State the number of lines in the records beneath that hold the word "INSERT", and add nothing.

[[ Extracted information open ]]

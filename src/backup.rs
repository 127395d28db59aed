// src/backup.rs
// Persona database backups
//
// Both strategies share one snapshot step: an online-backup copy of the live
// database, checkpointed and switched to journal_mode=DELETE so it stands
// alone. The simple strategy keeps timestamped copies with SHA-256 dedup;
// the incremental strategy hands the snapshot to rdiff-backup. One on-disk
// PID lock serializes backups process-wide, with stale-lock recovery.

use crate::config::Settings;
use crate::db::pool::DatabasePool;
use crate::error::{Result, WeaveError};
use sha2::{Digest, Sha256};
use std::path::{Path, PathBuf};
use std::process::Command;
use std::sync::Arc;
use std::time::Duration;
use tracing::{info, warn};

const LOCK_POLL_INTERVAL: Duration = Duration::from_millis(250);
const RDIFF_API_VERSION: &str = "201";

/// How many archived repo rotations to keep for the incremental strategy.
const ARCHIVE_KEEP: usize = 3;

#[derive(Debug, Clone, Copy, PartialEq, Eq)]
pub enum BackupStrategy {
    /// Incremental when rdiff-backup is on PATH, simple otherwise.
    Auto,
    Simple,
    Incremental,
}

#[derive(Debug, Clone)]
pub struct BackupReport {
    pub strategy: &'static str,
    pub destination: PathBuf,
    /// True when a simple backup was skipped because the snapshot was
    /// identical to the latest archive.
    pub deduplicated: bool,
}

/// On-disk PID lock guarding concurrent backups.
struct BackupLock {
    path: PathBuf,
}

impl BackupLock {
    async fn acquire(path: &Path, wait: Duration) -> Result<Self> {
        if let Some(parent) = path.parent() {
            std::fs::create_dir_all(parent)?;
        }

        let deadline = std::time::Instant::now() + wait;
        loop {
            Self::clear_stale(path);
            match std::fs::OpenOptions::new().write(true).create_new(true).open(path) {
                Ok(mut file) => {
                    use std::io::Write;
                    let _ = write!(
                        file,
                        "pid={} ts={}",
                        std::process::id(),
                        chrono::Utc::now().to_rfc3339()
                    );
                    return Ok(Self { path: path.to_path_buf() });
                }
                Err(e) if e.kind() == std::io::ErrorKind::AlreadyExists => {
                    if std::time::Instant::now() >= deadline {
                        return Err(WeaveError::Conflict(
                            "another backup appears to be running; timed out waiting for lock".into(),
                        ));
                    }
                    tokio::time::sleep(LOCK_POLL_INTERVAL).await;
                }
                Err(e) => return Err(e.into()),
            }
        }
    }

    /// Remove the lock file when its holder process is dead.
    fn clear_stale(path: &Path) {
        let Ok(content) = std::fs::read_to_string(path) else {
            return;
        };
        for part in content.split_whitespace() {
            if let Some(pid_text) = part.strip_prefix("pid=")
                && let Ok(pid) = pid_text.parse::<i32>()
            {
                if !process_alive(pid) {
                    warn!(pid, path = %path.display(), "removing stale backup lock");
                    let _ = std::fs::remove_file(path);
                }
                return;
            }
        }
    }
}

impl Drop for BackupLock {
    fn drop(&mut self) {
        let _ = std::fs::remove_file(&self.path);
    }
}

#[cfg(unix)]
fn process_alive(pid: i32) -> bool {
    // Signal 0 probes existence without delivering anything.
    unsafe { libc::kill(pid, 0) == 0 }
}

#[cfg(not(unix))]
fn process_alive(_pid: i32) -> bool {
    // No cheap probe available; treat the holder as alive and let the
    // timeout surface the conflict.
    true
}

fn which(binary: &str) -> Option<PathBuf> {
    let paths = std::env::var_os("PATH")?;
    std::env::split_paths(&paths)
        .map(|dir| dir.join(binary))
        .find(|candidate| candidate.is_file())
}

fn sha256_of(path: &Path) -> Result<[u8; 32]> {
    let bytes = std::fs::read(path)?;
    Ok(Sha256::digest(&bytes).into())
}

fn timestamp_suffix() -> String {
    chrono::Utc::now().format("%Y%m%d-%H%M%S").to_string()
}

/// Run a backup of one persona's database.
pub async fn run_backup(
    settings: &Settings,
    persona_id: &str,
    pool: &Arc<DatabasePool>,
    strategy: BackupStrategy,
) -> Result<BackupReport> {
    let _lock = BackupLock::acquire(
        &settings.backup_lock_path(),
        Duration::from_secs(settings.backup_lock_wait_secs),
    )
    .await?;

    let strategy = match strategy {
        BackupStrategy::Auto => {
            if which("rdiff-backup").is_some() {
                BackupStrategy::Incremental
            } else {
                BackupStrategy::Simple
            }
        }
        other => other,
    };

    match strategy {
        BackupStrategy::Simple => simple_backup(settings, persona_id, pool).await,
        BackupStrategy::Incremental => incremental_backup(settings, persona_id, pool).await,
        BackupStrategy::Auto => unreachable!("auto resolved above"),
    }
}

/// Timestamped snapshot with SHA-256 dedup against the latest archive.
async fn simple_backup(
    settings: &Settings,
    persona_id: &str,
    pool: &Arc<DatabasePool>,
) -> Result<BackupReport> {
    let dest_dir = settings.simple_backup_root().join(persona_id);
    std::fs::create_dir_all(&dest_dir)?;

    let snapshot_path = dest_dir.join(format!("memory.db_backup_{}.bak.tmp", timestamp_suffix()));
    pool.snapshot_to(&snapshot_path).await?;

    // Skip when nothing changed since the newest archive.
    if let Some(latest) = latest_backup_file(&dest_dir)?
        && sha256_of(&latest)? == sha256_of(&snapshot_path)?
    {
        std::fs::remove_file(&snapshot_path)?;
        info!(persona_id, latest = %latest.display(), "snapshot identical to latest backup, skipping");
        return Ok(BackupReport {
            strategy: "simple",
            destination: latest,
            deduplicated: true,
        });
    }

    let final_path = snapshot_path.with_extension("");
    std::fs::rename(&snapshot_path, &final_path)?;
    prune_simple_backups(&dest_dir, settings.backup_keep)?;
    info!(persona_id, destination = %final_path.display(), "simple backup written");

    Ok(BackupReport {
        strategy: "simple",
        destination: final_path,
        deduplicated: false,
    })
}

fn latest_backup_file(dir: &Path) -> Result<Option<PathBuf>> {
    let mut backups: Vec<PathBuf> = std::fs::read_dir(dir)?
        .filter_map(|entry| entry.ok())
        .map(|entry| entry.path())
        .filter(|path| {
            path.extension().is_some_and(|ext| ext == "bak")
                && path
                    .file_name()
                    .and_then(|n| n.to_str())
                    .is_some_and(|n| n.starts_with("memory.db_backup_"))
        })
        .collect();
    backups.sort();
    Ok(backups.pop())
}

fn prune_simple_backups(dir: &Path, keep: usize) -> Result<()> {
    let mut backups: Vec<PathBuf> = std::fs::read_dir(dir)?
        .filter_map(|entry| entry.ok())
        .map(|entry| entry.path())
        .filter(|path| path.extension().is_some_and(|ext| ext == "bak"))
        .collect();
    backups.sort();
    while backups.len() > keep {
        let victim = backups.remove(0);
        if let Err(e) = std::fs::remove_file(&victim) {
            warn!(path = %victim.display(), "failed to prune old backup: {e}");
        }
    }
    Ok(())
}

/// Snapshot into a temp dir and push it through rdiff-backup.
///
/// A repo the tool reports as corrupt is rotated aside and the push retried
/// once against a fresh repo; old rotations are pruned.
async fn incremental_backup(
    settings: &Settings,
    persona_id: &str,
    pool: &Arc<DatabasePool>,
) -> Result<BackupReport> {
    let rdiff = which("rdiff-backup").ok_or_else(|| {
        WeaveError::Config("rdiff-backup not found on PATH; install it or use the simple strategy".into())
    })?;

    let repo_dir = settings.rdiff_backup_root().join(persona_id);
    std::fs::create_dir_all(&repo_dir)?;

    let snapshot_dir = tempfile_dir(&settings.rdiff_backup_root())?;
    let snapshot_path = snapshot_dir.join("memory.db");
    pool.snapshot_to(&snapshot_path).await?;

    let result = (|| -> Result<()> {
        let (code, output) = run_rdiff(&rdiff, &snapshot_dir, &repo_dir)?;
        if code == 0 {
            return Ok(());
        }
        if looks_corrupt(&output) {
            warn!(persona_id, "backup repo looks corrupt, rotating and retrying");
            rotate_repo(&repo_dir)?;
            prune_archives(&repo_dir, ARCHIVE_KEEP);
            let (retry_code, retry_output) = run_rdiff(&rdiff, &snapshot_dir, &repo_dir)?;
            if retry_code == 0 {
                return Ok(());
            }
            return Err(WeaveError::Other(format!(
                "rdiff-backup failed after repo rotation: {retry_output}"
            )));
        }
        Err(WeaveError::Other(format!("rdiff-backup failed: {output}")))
    })();

    let _ = std::fs::remove_dir_all(&snapshot_dir);
    result?;

    info!(persona_id, repo = %repo_dir.display(), "incremental backup pushed");
    Ok(BackupReport {
        strategy: "incremental",
        destination: repo_dir,
        deduplicated: false,
    })
}

fn tempfile_dir(root: &Path) -> Result<PathBuf> {
    let dir = root.join(format!("snapshot_{}", uuid::Uuid::new_v4()));
    std::fs::create_dir_all(&dir)?;
    Ok(dir)
}

fn run_rdiff(rdiff: &Path, snapshot_dir: &Path, repo_dir: &Path) -> Result<(i32, String)> {
    let output = Command::new(rdiff)
        .args(["--api-version", RDIFF_API_VERSION, "backup", "--preserve-numerical-ids"])
        .arg(snapshot_dir)
        .arg(repo_dir)
        .output()?;
    let text = format!(
        "{}{}",
        String::from_utf8_lossy(&output.stdout),
        String::from_utf8_lossy(&output.stderr)
    );
    Ok((output.status.code().unwrap_or(-1), text))
}

fn looks_corrupt(output: &str) -> bool {
    let lower = output.to_lowercase();
    ["current mirror", "current_mirror", "previous backup seems to have failed", "not in the past"]
        .iter()
        .any(|signal| lower.contains(signal))
}

/// Archive an existing repo to `{name}.archived.{ts}` and recreate it empty.
fn rotate_repo(repo_dir: &Path) -> Result<PathBuf> {
    let archived = repo_dir.with_file_name(format!(
        "{}.archived.{}",
        repo_dir.file_name().and_then(|n| n.to_str()).unwrap_or("repo"),
        timestamp_suffix()
    ));
    if archived.exists() {
        std::fs::remove_dir_all(&archived)?;
    }
    if repo_dir.exists() {
        std::fs::rename(repo_dir, &archived)?;
    }
    std::fs::create_dir_all(repo_dir)?;
    Ok(archived)
}

fn prune_archives(repo_dir: &Path, keep: usize) {
    let Some(parent) = repo_dir.parent() else { return };
    let stem = format!(
        "{}.archived.",
        repo_dir.file_name().and_then(|n| n.to_str()).unwrap_or("repo")
    );
    let Ok(entries) = std::fs::read_dir(parent) else { return };
    let mut archives: Vec<PathBuf> = entries
        .filter_map(|entry| entry.ok())
        .map(|entry| entry.path())
        .filter(|path| {
            path.is_dir()
                && path
                    .file_name()
                    .and_then(|n| n.to_str())
                    .is_some_and(|n| n.starts_with(&stem))
        })
        .collect();
    archives.sort();
    while archives.len() > keep {
        let victim = archives.remove(0);
        if let Err(e) = std::fs::remove_dir_all(&victim) {
            warn!(path = %victim.display(), "failed to prune archive: {e}");
        }
    }
}

#[cfg(test)]
mod tests {
    use super::*;

    fn test_settings(home: &Path) -> Settings {
        let mut settings = Settings::from_env();
        settings.saiverse_home = home.to_path_buf();
        settings.backup_keep = 2;
        settings.backup_lock_wait_secs = 1;
        settings
    }

    async fn seeded_pool(dir: &Path) -> Arc<DatabasePool> {
        let pool = Arc::new(DatabasePool::open(&dir.join("memory.db")).await.expect("pool"));
        pool.interact(|conn| {
            conn.execute("INSERT INTO threads (id, resource_id) VALUES ('p:t', 'p')", [])?;
            Ok(())
        })
        .await
        .expect("seed");
        pool
    }

    #[tokio::test]
    async fn simple_backup_dedups_identical_snapshots() {
        let dir = tempfile::tempdir().expect("tempdir");
        let settings = test_settings(dir.path());
        let pool = seeded_pool(dir.path()).await;

        let first = run_backup(&settings, "p1", &pool, BackupStrategy::Simple)
            .await
            .expect("first backup");
        assert!(!first.deduplicated);
        assert!(first.destination.exists());

        let second = run_backup(&settings, "p1", &pool, BackupStrategy::Simple)
            .await
            .expect("second backup");
        assert!(second.deduplicated);
        assert_eq!(second.destination, first.destination);

        // A change produces a fresh archive.
        pool.interact(|conn| {
            conn.execute("INSERT INTO threads (id, resource_id) VALUES ('p:t2', 'p')", [])?;
            Ok(())
        })
        .await
        .expect("mutate");
        let third = run_backup(&settings, "p1", &pool, BackupStrategy::Simple)
            .await
            .expect("third backup");
        assert!(!third.deduplicated);
        assert_ne!(third.destination, first.destination);
    }

    #[tokio::test]
    async fn simple_backup_prunes_old_archives() {
        let dir = tempfile::tempdir().expect("tempdir");
        let settings = test_settings(dir.path());
        let pool = seeded_pool(dir.path()).await;

        for i in 0..4 {
            pool.interact(move |conn| {
                conn.execute(
                    "INSERT INTO threads (id, resource_id) VALUES (?, 'p')",
                    [format!("p:extra{i}")],
                )?;
                Ok(())
            })
            .await
            .expect("mutate");
            run_backup(&settings, "p1", &pool, BackupStrategy::Simple)
                .await
                .expect("backup");
            // Timestamp suffixes have second resolution.
            tokio::time::sleep(Duration::from_millis(1100)).await;
        }

        let backups = std::fs::read_dir(settings.simple_backup_root().join("p1"))
            .expect("read dir")
            .filter_map(|entry| entry.ok())
            .filter(|entry| entry.path().extension().is_some_and(|ext| ext == "bak"))
            .count();
        assert_eq!(backups, 2);
    }

    #[tokio::test]
    async fn backup_lock_blocks_and_recovers_from_stale_holders() {
        let dir = tempfile::tempdir().expect("tempdir");
        let settings = test_settings(dir.path());
        let lock_path = settings.backup_lock_path();

        // A lock held by a live process (us) forces a timeout.
        std::fs::create_dir_all(lock_path.parent().expect("parent")).expect("mkdir");
        std::fs::write(&lock_path, format!("pid={} ts=now", std::process::id())).expect("lock");
        let pool = seeded_pool(dir.path()).await;
        let err = run_backup(&settings, "p1", &pool, BackupStrategy::Simple)
            .await
            .expect_err("locked");
        assert!(matches!(err, WeaveError::Conflict(_)));

        // A lock whose holder is dead is cleared and the backup proceeds.
        std::fs::write(&lock_path, "pid=999999999 ts=old").expect("stale lock");
        run_backup(&settings, "p1", &pool, BackupStrategy::Simple)
            .await
            .expect("recovered");
        assert!(!lock_path.exists());
    }

    #[test]
    fn corrupt_repo_detection() {
        assert!(looks_corrupt("Fatal: Previous backup seems to have failed"));
        assert!(looks_corrupt("found current_mirror marker"));
        assert!(!looks_corrupt("backup completed successfully"));
    }
}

[[ Extracted information closed ]]

_Your response_
3